### ---------- SETUP ---------- ###

# python 3.12+ ( was not extensively tested on pre-3.12 versions!! )
# pip install bencodepy

## AUTHORED BY zakkarry with help from Q

### ---------- SETUP ---------- ###


### ---------- INSTRUCTIONS ---------- ###
### ---------- INSTRUCTIONS ---------- ###
### ---------- INSTRUCTIONS ---------- ###
#
# PLEASE READ THE WHOLE INSTRUCTIONS BLOCK AND DOCUMENTATION PRIOR TO USING THIS!
# THIS IS ENTIRELY OPTIONAL AND IF YOU DONT FOLLOW THESE INSTRUCTIONS YOU CAN RISK
# DATA LOSS!!!
#
# THIS IS NOT REQUIRED AND IS ENTIRELY OPTIONAL FOR LINKING STRUCTURE.
# If you have an exotic setup, this script MAY NOT work for you. Please be sure to make and make keep your backups
# in case anything goes wrong. We will create our own backups, but you should have your own anyway!
#
# If DRY_RUN set to True gives no errors or log bad reports, it should be able to run without issues.
#
# DO NOT RUN WITHOUT READING ALL OF THE INSTRUCTIONS FIRST AND VALIDATING DRY RUNS !!!!!!
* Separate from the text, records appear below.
//! Scrolling squares: an endlessly drifting grid of outlined squares with a
//! pointer-highlighted cell and a darkened-corner vignette.

use serde::Serialize;
use tracing::debug;

use crate::config::{SquaresConfig, Validate};
use crate::diagnostics::Diagnostics;
use crate::effect::{Effect, EffectKind, Placement};
use crate::error::EffectResult;
use crate::grid::span;
use crate::surface::{Surface, Vignette};

pub const CORNER_SHADE: &str = "rgba(0, 0, 0, 0.3)";

/// Scroll position of the grid. Both axes stay in `[0, square_size)`.
#[derive(Clone, Copy, Debug, Default, PartialEq, Serialize)]
pub struct GridOffset {
    pub x: f64,
    pub y: f64,
}

/// Grid coordinate under the pointer, counted from the top-left visible square.
#[derive(Clone, Copy, Debug, PartialEq, Eq, Serialize)]
pub struct HoveredCell {
    pub x: i64,
    pub y: i64,
}

/// One square of the current frame, in surface pixels.
#[derive(Clone, Copy, Debug, PartialEq)]
pub struct Square {
    pub x: f64,
    pub y: f64,
    pub column: usize,
    pub row: usize,
    pub hovered: bool,
}

fn wrap(value: f64, size: f64) -> f64 {
    let wrapped = value.rem_euclid(size);
    // rem_euclid can round up to `size` for tiny negative inputs
    if wrapped >= size {
        0.0
    } else {
        wrapped
    }
}

#[derive(Debug)]
pub struct SquaresEffect {
    config: SquaresConfig,
    width: f64,
    height: f64,
    columns: usize,
    rows: usize,
    offset: GridOffset,
    hovered: Option<HoveredCell>,
}

impl SquaresEffect {
    pub fn new(config: SquaresConfig) -> EffectResult<Self> {
        config.validate()?;
        Ok(Self {
            config,
            width: 0.0,
            height: 0.0,
            columns: 0,
            rows: 0,
            offset: GridOffset::default(),
            hovered: None,
        })
    }

    pub fn config(&self) -> &SquaresConfig {
        &self.config
    }

    pub fn offset(&self) -> GridOffset {
        self.offset
    }

    pub fn hovered(&self) -> Option<HoveredCell> {
        self.hovered
    }

    /// Squares drawn per row and column: enough to cover the area plus one
    /// for the partial square scrolled in at the edge.
    pub fn columns(&self) -> usize {
        self.columns
    }

    pub fn rows(&self) -> usize {
        self.rows
    }

    /// Move the grid one frame along the configured direction.
    pub fn advance(&mut self) {
        let size = self.config.square_size;
        let speed = self.config.effective_speed();
        let (dx, dy) = self.config.direction.offset_step();
        self.offset.x = wrap(self.offset.x + dx * speed, size);
        self.offset.y = wrap(self.offset.y + dy * speed, size);
    }

    /// Grid coordinate of the square under surface-local `(x, y)`.
    pub fn cell_at(&self, x: f64, y: f64) -> HoveredCell {
        // The offset is already wrapped, so the first visible square starts at
        // grid origin.
        let size = self.config.square_size;
        HoveredCell {
            x: ((x + self.offset.x) / size).floor() as i64,
            y: ((y + self.offset.y) / size).floor() as i64,
        }
    }

    pub fn squares(&self) -> impl Iterator<Item = Square> + '_ {
        let size = self.config.square_size;
        (0..self.columns).flat_map(move |column| {
            (0..self.rows).map(move |row| Square {
                x: column as f64 * size - self.offset.x,
                y: row as f64 * size - self.offset.y,
                column,
                row,
                hovered: self
                    .hovered
                    .is_some_and(|h| h.x == column as i64 && h.y == row as i64),
            })
        })
    }
}

impl Effect for SquaresEffect {
    fn kind(&self) -> EffectKind {
        EffectKind::Squares
    }

    fn placement(&self) -> Placement {
        Placement::Container
    }

    /// Keeps the offset and hovered cell.
    fn resize(&mut self, width: f64, height: f64) {
        let size = self.config.square_size;
        self.width = width;
        self.height = height;
        self.columns = match span(width, size) {
            0 => 0,
            n => n + 1,
        };
        self.rows = match span(height, size) {
            0 => 0,
            n => n + 1,
        };
        debug!(columns = self.columns, rows = self.rows, "squares grid resized");
    }

    /// Always redraws: the grid moves every frame.
    fn tick(&mut self, _now_ms: f64) -> bool {
        self.advance();
        true
    }

    fn draw(&self, surface: &mut dyn Surface) {
        if self.columns == 0 || self.rows == 0 {
            return;
        }
        let size = self.config.square_size;
        surface.clear(self.width, self.height);
        for square in self.squares() {
            if square.hovered {
                surface.fill_rect(square.x, square.y, size, size, &self.config.hover_fill_color);
            }
            surface.stroke_rect(square.x, square.y, size, size, &self.config.border_color);
        }
        surface.radial_vignette(&Vignette::corners(self.width, self.height, CORNER_SHADE));
    }

    fn pointer_moved(&mut self, x: f64, y: f64) -> bool {
        let cell = self.cell_at(x, y);
        if self.hovered == Some(cell) {
            return false;
        }
        self.hovered = Some(cell);
        true
    }

    fn pointer_left(&mut self) -> bool {
        self.hovered.take().is_some()
    }

    fn describe(&self, diagnostics: &mut Diagnostics) {
        diagnostics.width = self.width;
        diagnostics.height = self.height;
        diagnostics.columns = self.columns;
        diagnostics.rows = self.rows;
        diagnostics.cells = self.columns * self.rows;
        diagnostics.offset = Some(self.offset);
        diagnostics.hovered = self.hovered;
    }
}
use serde::Serialize;

use crate::effect::EffectKind;
use crate::error::EffectResult;
use crate::lifecycle::Phase;
use crate::squares::{GridOffset, HoveredCell};

/// Read-only snapshot of a mounted effect, handed to diagnostic tooling
/// through the effect's handle.
#[derive(Clone, Debug, Default, PartialEq, Serialize)]
#[serde(rename_all = "camelCase")]
pub struct Diagnostics {
    pub kind: Option<EffectKind>,
    pub phase: Phase,
    pub width: f64,
    pub height: f64,
    pub columns: usize,
    pub rows: usize,
    pub cells: usize,
    pub frames_drawn: u64,
    #[serde(skip_serializing_if = "Option::is_none")]
    pub transitioning: Option<usize>,
    #[serde(skip_serializing_if = "Option::is_none")]
    pub offset: Option<GridOffset>,
    #[serde(skip_serializing_if = "Option::is_none")]
    pub hovered: Option<HoveredCell>,
}

impl Diagnostics {
    pub fn to_json(&self) -> EffectResult<String> {
        Ok(serde_json::to_string(self)?)
    }
}
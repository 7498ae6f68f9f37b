use tracing::warn;
use wasm_bindgen::JsValue;
use web_sys::CanvasRenderingContext2d;

use crate::surface::{Surface, Vignette};

fn report(op: &'static str, result: Result<(), JsValue>) {
    if let Err(err) = result {
        warn!(op, error = ?err, "canvas call failed");
    }
}

/// [`Surface`] over a `CanvasRenderingContext2d`.
pub(crate) struct Canvas2d {
    ctx: CanvasRenderingContext2d,
}

impl Canvas2d {
    pub(crate) fn new(ctx: CanvasRenderingContext2d) -> Self {
        Self { ctx }
    }

    /// Map CSS pixels onto a backing store `scale` times larger. Must be
    /// reapplied after every backing-store resize, which resets the transform.
    pub(crate) fn set_scale(&self, scale: f64) {
        report(
            "set_transform",
            self.ctx.set_transform(scale, 0.0, 0.0, scale, 0.0, 0.0),
        );
    }
}

impl Surface for Canvas2d {
    fn clear(&mut self, width: f64, height: f64) {
        self.ctx.clear_rect(0.0, 0.0, width, height);
    }

    fn set_font(&mut self, font: &str) {
        self.ctx.set_font(font);
        self.ctx.set_text_baseline("top");
    }

    fn fill_text(&mut self, text: &str, x: f64, y: f64, color: &str) {
        self.ctx.set_fill_style_str(color);
        report("fill_text", self.ctx.fill_text(text, x, y));
    }

    fn fill_rect(&mut self, x: f64, y: f64, width: f64, height: f64, color: &str) {
        self.ctx.set_fill_style_str(color);
        self.ctx.fill_rect(x, y, width, height);
    }

    fn stroke_rect(&mut self, x: f64, y: f64, width: f64, height: f64, color: &str) {
        self.ctx.set_stroke_style_str(color);
        self.ctx.stroke_rect(x, y, width, height);
    }

    fn radial_vignette(&mut self, vignette: &Vignette) {
        let gradient = match self.ctx.create_radial_gradient(
            vignette.center_x,
            vignette.center_y,
            vignette.inner_radius,
            vignette.center_x,
            vignette.center_y,
            vignette.outer_radius,
        ) {
            Ok(gradient) => gradient,
            Err(err) => {
                warn!(error = ?err, "radial gradient unavailable");
                return;
            }
        };
        report("add_color_stop", gradient.add_color_stop(0.0, vignette.inner_color));
        report("add_color_stop", gradient.add_color_stop(1.0, vignette.outer_color));
        self.ctx.set_fill_style_canvas_gradient(&gradient);
        self.ctx
            .fill_rect(0.0, 0.0, vignette.center_x * 2.0, vignette.center_y * 2.0);
    }
}
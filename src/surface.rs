//! Drawing seam between effects and whatever backs the canvas.
//!
//! Effects only ever talk to [`Surface`]. The browser build implements it on
//! top of a 2D canvas context; tests and diagnostics use [`RecordingSurface`].
//! Operations cannot fail from the effect's point of view: a backend that
//! hits an error logs it and drops the call.

/// Two-stop radial gradient laid over the whole surface.
#[derive(Clone, Debug, PartialEq)]
pub struct Vignette {
    pub center_x: f64,
    pub center_y: f64,
    pub inner_radius: f64,
    pub outer_radius: f64,
    pub inner_color: &'static str,
    pub outer_color: &'static str,
}

impl Vignette {
    /// Transparent center fading to `outer_color` at the corners.
    pub fn corners(width: f64, height: f64, outer_color: &'static str) -> Self {
        Self {
            center_x: width / 2.0,
            center_y: height / 2.0,
            inner_radius: 0.0,
            outer_radius: (width * width + height * height).sqrt() / 2.0,
            inner_color: "rgba(0, 0, 0, 0)",
            outer_color,
        }
    }
}

pub trait Surface {
    fn clear(&mut self, width: f64, height: f64);
    fn set_font(&mut self, font: &str);
    fn fill_text(&mut self, text: &str, x: f64, y: f64, color: &str);
    fn fill_rect(&mut self, x: f64, y: f64, width: f64, height: f64, color: &str);
    fn stroke_rect(&mut self, x: f64, y: f64, width: f64, height: f64, color: &str);
    fn radial_vignette(&mut self, vignette: &Vignette);
}

/// One recorded [`Surface`] call.
#[derive(Clone, Debug, PartialEq)]
pub enum DrawCommand {
    Clear { width: f64, height: f64 },
    Font(String),
    Text { text: String, x: f64, y: f64, color: String },
    FillRect { x: f64, y: f64, width: f64, height: f64, color: String },
    StrokeRect { x: f64, y: f64, width: f64, height: f64, color: String },
    Vignette(Vignette),
}

/// Surface that keeps every call in order.
#[derive(Clone, Debug, Default)]
pub struct RecordingSurface {
    pub commands: Vec<DrawCommand>,
}

impl RecordingSurface {
    pub fn new() -> Self {
        Self::default()
    }

    pub fn is_empty(&self) -> bool {
        self.commands.is_empty()
    }

    pub fn clear_log(&mut self) {
        self.commands.clear();
    }

    pub fn count(&self, pred: impl Fn(&DrawCommand) -> bool) -> usize {
        self.commands.iter().filter(|c| pred(c)).count()
    }
}

impl Surface for RecordingSurface {
    fn clear(&mut self, width: f64, height: f64) {
        self.commands.push(DrawCommand::Clear { width, height });
    }

    fn set_font(&mut self, font: &str) {
        self.commands.push(DrawCommand::Font(font.to_string()));
    }

    fn fill_text(&mut self, text: &str, x: f64, y: f64, color: &str) {
        self.commands.push(DrawCommand::Text {
            text: text.to_string(),
            x,
            y,
            color: color.to_string(),
        });
    }

    fn fill_rect(&mut self, x: f64, y: f64, width: f64, height: f64, color: &str) {
        self.commands.push(DrawCommand::FillRect {
            x,
            y,
            width,
            height,
            color: color.to_string(),
        });
    }

    fn stroke_rect(&mut self, x: f64, y: f64, width: f64, height: f64, color: &str) {
        self.commands.push(DrawCommand::StrokeRect {
            x,
            y,
            width,
            height,
            color: color.to_string(),
        });
    }

    fn radial_vignette(&mut self, vignette: &Vignette) {
        self.commands.push(DrawCommand::Vignette(vignette.clone()));
    }
}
# This script will convert all cross-seed torrents in client
# to link at LINK_DIR/TrackerName, as v6 `flatlinking: false` does in normal operation.
# Torrent with save paths already located inside the associated TrackerName will be ignored.
#
# WARNING: You will likely need to clean up orphaned files following this script
#
# This script does not remove the non linked/abandoned "original" torrent's data files
# I simply use this to link all the files with this script that weren't in tracker folders to an "OLD_CROSSEEDS"
# until I was sure everything was running correctly and working. Then I removed the old structured files/folders
# when I knew that what I had before was no longer needed.
#
# Torrents that are missing any/all of their files will
# immediately error in Deluge upon restarting. When you restart after running this, you will see if files are missing
# right away.

# ## INSTRUCTIONS ##
# ##
# ## PLEASE READ ALL OF THESE ONCE OR TWICE BEFORE DOING ANYTHING ELSE!
# ##
# 1. Populate ONLY the options in the CONFIG section below according to your cross-seed setup
#        THESE PATHS USED BELOW ARE HOW CROSS-SEED AND YOUR TORRENT CLIENT KNOW THE PATHS
#        IF YOU ARE USING DOCKER THESE ARE YOUR CONTAINER PATHS, NOT THE HOST SYSTEMS PATHS

# 2. If you are using docker, you'll need to get a shell/console inside the container and stop the deluged process
#
#               To do this, use "docker exec -it deluge /bin/sh"
#
#               Replace "deluge" in this command with your container name if it is not default!
#
#                         - linuxserver (lscr) containers need to get a shell in the container and run the command
#                                 s6-svc -d /run/service/svc-deluged
#
#                         - binhex containers need to run the command
#                                kill -15 $(ps aux | grep /usr/bin/deluged | awk '{print $2}')
#
#                BEFORE PROCEEDING - VALIDATE THAT DELUGEd (core) PROCESS HAS STOPPED AND NOT AUTOMATICALLY RESTARTED!
#                USE "ps aux|grep deluged" to confirm in addition to checking your webui - the webui should stay running for docker
#                native users can just stop the entire deluge "suite"
#
# 3. Non docker needs to STOP deluge in a way that it will not restart automatically (eg. systemctl or service or regular exit)
#
# 4. Once deluge has exited, Make a manual _FULL_ backup of the torrents.state and torrents.fastresume files
#       (this script will backup before modifying files as well)
#
# 5. Run the script with DRY_RUN = True (SET TO TRUE WHEN YOU DOWNLOADED THIS) and check the console output or logs for
#       the paths to ensure they are correct for you
# 6. After verifying everything is good, run the script with DRY_RUN = False to create the links and modify your torrent state file.
#       It will make a backup as well
#
# 7. After running non-dry run, retart Deluge (or restart the container) and check if any torrents are in Error state, check the
#       paths of a few of the changed torrents, pause and recheck a couple for verification
# 8. If anything is wrong, STOP Deluge (or the container) entirely, replace the .state and .fastresume files from either BACKUP, and start Deluge.
# 9. You may need to re-run the script a second time. There is no risk in retrying if something appears wrong. Just keep backups of the original files!
#        Always make sure to exit deluged beforehand.
#
# 9. If everything is correct, you will NEED to clean up/move the orphaned files as they are no longer being used by your client.
#       This script does not remove files, only creates links to the new location
#
#   PLEASE NOTE: If you have any concerns, questions, or hesitation, please contact the cross-seed discord for support.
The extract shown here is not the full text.